Species of gastropod

Glyptophysa caledonica is a small, dark-colored species of freshwater snail in the family Planorbidae. It is found in New Caledonia.

== Taxonomy ==
Glyptophysa caledonica was originally described under the name Physa caledonica in 1857 by nautralist Pierre Marie Arthur Morelet. Specimens were collected from Balade, New Caledonia. In 1957, the species was moved to the genus Isidorella, and in 1961, moved again to Physastra.

Physa kanakina has been given as a taxonomic synonym of this species, but this is not always recognized. G. caledonica has also been considered a synonym of Glyptophysa nasuta.

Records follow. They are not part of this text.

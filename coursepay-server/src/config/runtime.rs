//! Runtime configuration re-exports.
//!
//! The validated config types live in `coursepay-core::config`.

pub use coursepay_core::config::{
    AdminConfig, AuthConfig, CallbackConfig, CheckoutConfig, GatewayConfig, ServerConfig,
    SharedConfig, StaticToken, SweeperConfig,
};
use crate::framework::DatabaseProcessor;
use kanau::processor::Processor;
use rust_decimal::Decimal;
use uuid::Uuid;

/// A catalog entry. The catalog is owned by the website; this service only
/// reads the authoritative price from it.
#[derive(Debug, Clone, PartialEq, Eq, sqlx::FromRow)]
pub struct Course {
    pub id: Uuid,
    pub title: String,
    pub price: Option<Decimal>,
}

#[derive(Debug, Clone)]
pub struct GetCourseById {
    pub course_id: Uuid,
}

impl Processor<GetCourseById> for DatabaseProcessor {
    type Output = Option<Course>;
    type Error = sqlx::Error;
    #[tracing::instrument(skip_all, err, name = "SQL:GetCourseById")]
    async fn process(&self, query: GetCourseById) -> Result<Option<Course>, sqlx::Error> {
        sqlx::query_as::<_, Course>("SELECT id, title, price FROM courses WHERE id = $1")
            .bind(query.course_id)
            .fetch_optional(&self.pool)
            .await
    }
}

One specimen used in Morelet's description (a syntype) is located in the collections of the Natural History Museum in London.

== Description ==
The dark, oval-shaped shell of Glyptophysa caledonica measures in length and in diameter. Its color has been described as being dark, but also brown or yellow-brown. There are 4.5 shell revolutions, or whorls. The final (body) whorl in much larger than the others. The spire, a structure formed by stacks of whorls, is relatively short. The internal pillar of the shell (columella) is twisted. The shell opening (aperture) is oval-shaped. There may be a sculpture of raised lines on the exterior of the shell.

This species is similar to Glyptophysa hispida, but is darker in coloration.

== Distribution and habitat ==
Glyptophysa caledonica is known from New Caledonia, where it has been described from Balade, as well as Hienghène.